■ **Required work**
The stretch from the line with "step: i as u64" through the line with "the oven to" in the records below: write it out exactly, and nothing else.

________________________________________

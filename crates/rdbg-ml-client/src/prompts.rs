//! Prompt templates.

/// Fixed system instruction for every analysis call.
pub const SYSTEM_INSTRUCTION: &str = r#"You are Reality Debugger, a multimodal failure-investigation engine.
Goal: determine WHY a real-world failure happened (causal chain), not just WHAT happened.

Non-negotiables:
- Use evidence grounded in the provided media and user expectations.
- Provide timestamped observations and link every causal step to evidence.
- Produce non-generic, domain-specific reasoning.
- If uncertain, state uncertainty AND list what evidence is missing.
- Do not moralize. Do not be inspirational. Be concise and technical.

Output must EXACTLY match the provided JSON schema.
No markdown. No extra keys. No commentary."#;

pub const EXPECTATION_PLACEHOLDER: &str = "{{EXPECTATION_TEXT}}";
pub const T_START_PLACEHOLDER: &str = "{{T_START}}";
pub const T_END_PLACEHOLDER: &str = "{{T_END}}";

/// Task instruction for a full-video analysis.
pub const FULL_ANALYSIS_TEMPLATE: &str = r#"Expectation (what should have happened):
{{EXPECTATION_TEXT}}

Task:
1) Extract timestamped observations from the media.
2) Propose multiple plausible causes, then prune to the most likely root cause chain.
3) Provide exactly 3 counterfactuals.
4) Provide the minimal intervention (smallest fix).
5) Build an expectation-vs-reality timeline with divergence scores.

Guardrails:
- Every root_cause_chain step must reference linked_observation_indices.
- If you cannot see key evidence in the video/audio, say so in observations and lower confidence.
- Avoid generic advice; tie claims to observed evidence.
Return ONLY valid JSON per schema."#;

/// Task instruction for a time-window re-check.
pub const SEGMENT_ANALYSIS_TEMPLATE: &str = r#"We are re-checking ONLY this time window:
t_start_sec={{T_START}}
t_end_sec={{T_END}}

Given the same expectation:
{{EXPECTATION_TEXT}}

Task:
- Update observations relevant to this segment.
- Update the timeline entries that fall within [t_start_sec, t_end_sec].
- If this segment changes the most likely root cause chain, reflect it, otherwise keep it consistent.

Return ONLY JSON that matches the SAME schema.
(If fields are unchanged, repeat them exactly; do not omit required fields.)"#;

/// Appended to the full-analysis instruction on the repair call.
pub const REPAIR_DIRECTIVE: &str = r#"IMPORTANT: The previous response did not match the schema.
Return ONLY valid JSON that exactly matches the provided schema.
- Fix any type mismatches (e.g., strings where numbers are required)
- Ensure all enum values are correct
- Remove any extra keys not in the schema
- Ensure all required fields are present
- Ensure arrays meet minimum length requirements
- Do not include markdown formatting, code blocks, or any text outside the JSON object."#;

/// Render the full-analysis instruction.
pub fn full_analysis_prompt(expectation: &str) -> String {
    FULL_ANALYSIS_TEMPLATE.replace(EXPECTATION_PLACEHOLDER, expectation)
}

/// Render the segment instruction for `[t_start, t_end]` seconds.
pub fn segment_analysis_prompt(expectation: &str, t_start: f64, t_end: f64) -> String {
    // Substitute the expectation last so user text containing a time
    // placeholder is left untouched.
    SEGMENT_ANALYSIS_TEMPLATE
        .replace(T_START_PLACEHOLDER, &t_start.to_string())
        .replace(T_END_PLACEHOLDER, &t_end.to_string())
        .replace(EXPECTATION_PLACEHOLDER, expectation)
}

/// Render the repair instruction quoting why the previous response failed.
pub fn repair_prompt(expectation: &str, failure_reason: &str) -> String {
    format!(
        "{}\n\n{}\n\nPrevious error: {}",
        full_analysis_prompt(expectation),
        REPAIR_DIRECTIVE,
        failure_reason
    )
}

________________________________________

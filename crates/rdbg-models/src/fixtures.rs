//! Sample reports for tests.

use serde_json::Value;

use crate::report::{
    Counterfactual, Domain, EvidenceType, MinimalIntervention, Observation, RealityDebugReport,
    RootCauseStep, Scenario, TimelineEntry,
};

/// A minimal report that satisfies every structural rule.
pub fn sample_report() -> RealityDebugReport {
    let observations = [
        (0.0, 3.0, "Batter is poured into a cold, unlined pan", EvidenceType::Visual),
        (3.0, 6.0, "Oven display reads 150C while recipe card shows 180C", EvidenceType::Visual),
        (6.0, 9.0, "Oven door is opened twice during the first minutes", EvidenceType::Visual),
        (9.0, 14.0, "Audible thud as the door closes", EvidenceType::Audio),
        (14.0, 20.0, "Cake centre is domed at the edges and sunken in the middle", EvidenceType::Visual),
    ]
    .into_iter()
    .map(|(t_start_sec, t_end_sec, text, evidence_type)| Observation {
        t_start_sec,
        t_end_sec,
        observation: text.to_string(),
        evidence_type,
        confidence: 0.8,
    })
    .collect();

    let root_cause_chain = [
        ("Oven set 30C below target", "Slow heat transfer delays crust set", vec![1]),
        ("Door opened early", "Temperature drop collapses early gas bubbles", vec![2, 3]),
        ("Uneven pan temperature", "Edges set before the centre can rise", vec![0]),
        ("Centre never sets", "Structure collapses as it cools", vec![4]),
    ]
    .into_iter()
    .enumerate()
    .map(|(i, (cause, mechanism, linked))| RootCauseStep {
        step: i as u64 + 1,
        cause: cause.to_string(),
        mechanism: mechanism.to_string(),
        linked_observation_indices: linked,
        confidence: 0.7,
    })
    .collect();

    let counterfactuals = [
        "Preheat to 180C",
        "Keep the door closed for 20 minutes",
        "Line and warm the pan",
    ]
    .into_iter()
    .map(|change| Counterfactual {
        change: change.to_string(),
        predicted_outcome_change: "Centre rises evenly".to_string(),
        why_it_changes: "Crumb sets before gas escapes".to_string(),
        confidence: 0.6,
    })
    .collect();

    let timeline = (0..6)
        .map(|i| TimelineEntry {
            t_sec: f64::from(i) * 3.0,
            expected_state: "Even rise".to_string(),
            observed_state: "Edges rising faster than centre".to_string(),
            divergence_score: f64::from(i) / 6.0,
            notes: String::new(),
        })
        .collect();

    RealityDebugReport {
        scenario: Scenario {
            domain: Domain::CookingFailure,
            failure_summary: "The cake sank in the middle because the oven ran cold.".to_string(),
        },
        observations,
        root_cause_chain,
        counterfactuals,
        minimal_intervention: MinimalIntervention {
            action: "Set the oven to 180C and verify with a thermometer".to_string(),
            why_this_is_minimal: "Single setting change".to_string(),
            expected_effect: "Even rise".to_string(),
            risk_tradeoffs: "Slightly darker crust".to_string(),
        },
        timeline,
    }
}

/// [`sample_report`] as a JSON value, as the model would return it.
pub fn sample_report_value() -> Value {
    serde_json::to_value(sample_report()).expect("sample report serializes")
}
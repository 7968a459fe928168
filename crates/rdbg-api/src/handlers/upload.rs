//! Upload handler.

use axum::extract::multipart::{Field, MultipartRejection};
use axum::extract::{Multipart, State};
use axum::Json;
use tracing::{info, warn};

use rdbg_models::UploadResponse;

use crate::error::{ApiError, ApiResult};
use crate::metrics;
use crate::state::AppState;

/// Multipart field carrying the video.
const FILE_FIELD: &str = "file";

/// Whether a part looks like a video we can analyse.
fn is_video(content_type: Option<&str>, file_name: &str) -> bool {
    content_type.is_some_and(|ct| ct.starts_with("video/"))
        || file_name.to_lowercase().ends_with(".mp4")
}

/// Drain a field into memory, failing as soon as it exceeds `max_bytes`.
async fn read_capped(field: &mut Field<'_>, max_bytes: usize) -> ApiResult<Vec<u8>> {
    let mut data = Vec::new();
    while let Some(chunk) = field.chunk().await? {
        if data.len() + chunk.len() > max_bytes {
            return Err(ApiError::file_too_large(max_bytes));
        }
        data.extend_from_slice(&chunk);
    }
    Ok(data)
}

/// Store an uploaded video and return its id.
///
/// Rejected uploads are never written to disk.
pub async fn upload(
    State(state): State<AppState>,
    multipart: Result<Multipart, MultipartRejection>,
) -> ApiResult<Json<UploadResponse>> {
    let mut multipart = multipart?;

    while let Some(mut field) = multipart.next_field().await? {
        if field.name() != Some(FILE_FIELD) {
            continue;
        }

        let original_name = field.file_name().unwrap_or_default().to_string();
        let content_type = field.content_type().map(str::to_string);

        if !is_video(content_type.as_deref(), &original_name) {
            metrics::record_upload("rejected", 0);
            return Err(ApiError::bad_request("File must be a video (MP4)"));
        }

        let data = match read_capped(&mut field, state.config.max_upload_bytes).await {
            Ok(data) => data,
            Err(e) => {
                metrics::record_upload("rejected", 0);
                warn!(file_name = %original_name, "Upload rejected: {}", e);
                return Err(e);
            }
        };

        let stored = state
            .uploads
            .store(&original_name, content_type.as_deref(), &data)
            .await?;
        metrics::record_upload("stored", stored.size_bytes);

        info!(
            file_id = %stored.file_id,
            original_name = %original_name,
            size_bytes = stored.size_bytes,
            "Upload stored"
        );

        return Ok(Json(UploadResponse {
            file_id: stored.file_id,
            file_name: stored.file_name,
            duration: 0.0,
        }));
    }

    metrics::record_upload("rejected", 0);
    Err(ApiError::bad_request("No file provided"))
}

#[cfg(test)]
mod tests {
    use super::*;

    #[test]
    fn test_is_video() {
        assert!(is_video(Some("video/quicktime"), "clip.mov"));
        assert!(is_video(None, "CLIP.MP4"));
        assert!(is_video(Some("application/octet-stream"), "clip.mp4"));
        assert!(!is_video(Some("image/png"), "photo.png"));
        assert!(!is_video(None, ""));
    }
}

________________________________________

■ **Worked solution**
        step: i as u64 + 1,
        cause: cause.to_string(),
        mechanism: mechanism.to_string(),
        linked_observation_indices: linked,
        confidence: 0.7,
    })
    .collect();

    let counterfactuals = [
        "Preheat to 180C",
        "Keep the door closed for 20 minutes",
        "Line and warm the pan",
    ]
    .into_iter()
    .map(|change| Counterfactual {
        change: change.to_string(),
        predicted_outcome_change: "Centre rises evenly".to_string(),
        why_it_changes: "Crumb sets before gas escapes".to_string(),
        confidence: 0.6,
    })
    .collect();

    let timeline = (0..6)
        .map(|i| TimelineEntry {
            t_sec: f64::from(i) * 3.0,
            expected_state: "Even rise".to_string(),
            observed_state: "Edges rising faster than centre".to_string(),
            divergence_score: f64::from(i) / 6.0,
            notes: String::new(),
        })
        .collect();

    RealityDebugReport {
        scenario: Scenario {
            domain: Domain::CookingFailure,
            failure_summary: "The cake sank in the middle because the oven ran cold.".to_string(),
        },
        observations,
        root_cause_chain,
        counterfactuals,
        minimal_intervention: MinimalIntervention {
            action: "Set the oven to 180C and verify with a thermometer".to_string(),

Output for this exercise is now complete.